Sift the listing for lines that hold the string "find" and pull them out.

>>>>>

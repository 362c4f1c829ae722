pub mod init;
pub mod relevance_api;
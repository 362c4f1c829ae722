use std::path::Path;

use crate::config::AppConfig;

/// 初始化应用
///
/// 宿主启动时调用一次
pub async fn init_application(config: AppConfig) -> anyhow::Result<()> {
    crate::init_application(config).await
}

/// 以根目录初始化应用，数据库文件放在 `root/database` 下
pub async fn init_application_at(root_path: String) -> anyhow::Result<()> {
    let config = AppConfig::load(None)?.with_root(Path::new(&root_path));
    crate::init_application(config).await
}

/// 获取应用是否已初始化
pub fn is_initialized() -> bool {
    crate::database::get_database().is_some()
}
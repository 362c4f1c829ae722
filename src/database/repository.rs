use async_trait::async_trait;
use sea_orm::{
    ActiveValue::NotSet, ColumnTrait, Condition, ConnectionTrait, DatabaseConnection, EntityTrait,
    QueryFilter, QueryOrder, Set, TransactionTrait,
};

use crate::database::entities::relevance;
use crate::relevance::{NewRelevance, RelevanceFilter, RelevanceRepository, Result, StagedWrite, UnitOfWork};

/// 基于 sea-orm 的关联仓储
#[derive(Clone)]
pub struct SeaOrmRelevanceRepository {
    conn: DatabaseConnection,
}

impl SeaOrmRelevanceRepository {
    pub fn new(conn: DatabaseConnection) -> Self {
        Self { conn }
    }

    pub fn connection(&self) -> &DatabaseConnection {
        &self.conn
    }
}

#[async_trait]
impl RelevanceRepository for SeaOrmRelevanceRepository {
    async fn find(&self, filter: &RelevanceFilter) -> Result<Vec<relevance::Model>> {
        let records = relevance::Entity::find()
            .filter(condition(filter))
            .order_by_asc(relevance::Column::Id)
            .all(&self.conn)
            .await?;
        Ok(records)
    }

    async fn delete(&self, filter: &RelevanceFilter) -> Result<u64> {
        delete_matching(&self.conn, filter).await
    }

    async fn commit(&self, work: UnitOfWork) -> Result<()> {
        let txn = self.conn.begin().await?;

        for write in work.into_writes() {
            match write {
                StagedWrite::Insert(records) => {
                    if records.is_empty() {
                        continue;
                    }
                    relevance::Entity::insert_many(records.into_iter().map(active_model))
                        .exec(&txn)
                        .await?;
                }
                StagedWrite::Delete(filter) => {
                    delete_matching(&txn, &filter).await?;
                }
            }
        }

        // 出错时 txn 被丢弃即回滚
        txn.commit().await?;
        Ok(())
    }
}

async fn delete_matching<C: ConnectionTrait>(conn: &C, filter: &RelevanceFilter) -> Result<u64> {
    let result = relevance::Entity::delete_many()
        .filter(condition(filter))
        .exec(conn)
        .await?;
    Ok(result.rows_affected)
}

fn condition(filter: &RelevanceFilter) -> Condition {
    let mut cond = Condition::all().add(relevance::Column::Key.eq(filter.key.as_str()));
    if let Some(ids) = &filter.first_ids {
        cond = cond.add(relevance::Column::FirstId.is_in(ids.iter().cloned()));
    }
    if let Some(ids) = &filter.second_ids {
        cond = cond.add(relevance::Column::SecondId.is_in(ids.iter().cloned()));
    }
    cond
}

fn active_model(record: NewRelevance) -> relevance::ActiveModel {
    relevance::ActiveModel {
        id: NotSet,
        key: Set(record.key),
        first_id: Set(record.first_id),
        second_id: Set(record.second_id),
        operate_time: Set(record.operate_time),
    }
}
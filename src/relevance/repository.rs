use async_trait::async_trait;
use chrono::NaiveDateTime;

use crate::database::entities::relevance;
use super::error::Result;

/// 关联记录查询条件
///
/// `key` 必须相等；`first_ids` / `second_ids` 为 `Some` 时按成员关系过滤，
/// 空列表不匹配任何记录。
#[derive(Debug, Clone, PartialEq, Eq)]
pub struct RelevanceFilter {
    pub key: String,
    pub first_ids: Option<Vec<String>>,
    pub second_ids: Option<Vec<String>>,
}

impl RelevanceFilter {
    pub fn key(key: &str) -> Self {
        Self {
            key: key.to_string(),
            first_ids: None,
            second_ids: None,
        }
    }

    pub fn first_ids_in<S: AsRef<str>>(mut self, ids: &[S]) -> Self {
        self.first_ids = Some(ids.iter().map(|s| s.as_ref().to_string()).collect());
        self
    }

    pub fn second_ids_in<S: AsRef<str>>(mut self, ids: &[S]) -> Self {
        self.second_ids = Some(ids.iter().map(|s| s.as_ref().to_string()).collect());
        self
    }

    /// 精确匹配 (key, first_id, second_id)
    pub fn pair(key: &str, first_id: &str, second_id: &str) -> Self {
        Self::key(key).first_ids_in(&[first_id]).second_ids_in(&[second_id])
    }
}

/// 待插入的关联记录
#[derive(Debug, Clone, PartialEq, Eq)]
pub struct NewRelevance {
    pub key: String,
    pub first_id: String,
    pub second_id: String,
    pub operate_time: NaiveDateTime,
}

/// 工作单元中暂存的写操作
#[derive(Debug, Clone, PartialEq, Eq)]
pub enum StagedWrite {
    Insert(Vec<NewRelevance>),
    Delete(RelevanceFilter),
}

/// 工作单元
///
/// 先暂存写操作，`save` 时交给仓储在同一个事务里按顺序执行。
#[derive(Debug, Clone, Default, PartialEq, Eq)]
pub struct UnitOfWork {
    writes: Vec<StagedWrite>,
}

impl UnitOfWork {
    pub fn new() -> Self {
        Self::default()
    }

    pub fn batch_add(&mut self, records: Vec<NewRelevance>) {
        if !records.is_empty() {
            self.writes.push(StagedWrite::Insert(records));
        }
    }

    pub fn delete(&mut self, filter: RelevanceFilter) {
        self.writes.push(StagedWrite::Delete(filter));
    }

    pub fn is_empty(&self) -> bool {
        self.writes.is_empty()
    }

    pub fn writes(&self) -> &[StagedWrite] {
        &self.writes
    }

    pub fn into_writes(self) -> Vec<StagedWrite> {
        self.writes
    }

    /// 提交
    pub async fn save(self, repository: &dyn RelevanceRepository) -> Result<()> {
        if self.is_empty() {
            return Ok(());
        }
        repository.commit(self).await
    }
}

/// 关联记录仓储
#[cfg_attr(test, mockall::automock)]
#[async_trait]
pub trait RelevanceRepository: Send + Sync {
    /// 按存储顺序返回匹配的记录
    async fn find(&self, filter: &RelevanceFilter) -> Result<Vec<relevance::Model>>;

    /// 删除匹配的记录，返回删除条数
    async fn delete(&self, filter: &RelevanceFilter) -> Result<u64>;

    /// 在一个事务内执行工作单元的全部写操作
    async fn commit(&self, work: UnitOfWork) -> Result<()>;
}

<<<<<

## RESULT FOR THIS TASK:
    async fn find(&self, filter: &RelevanceFilter) -> Result<Vec<relevance::Model>> {
        let records = relevance::Entity::find()
    async fn find(&self, filter: &RelevanceFilter) -> Result<Vec<relevance::Model>>;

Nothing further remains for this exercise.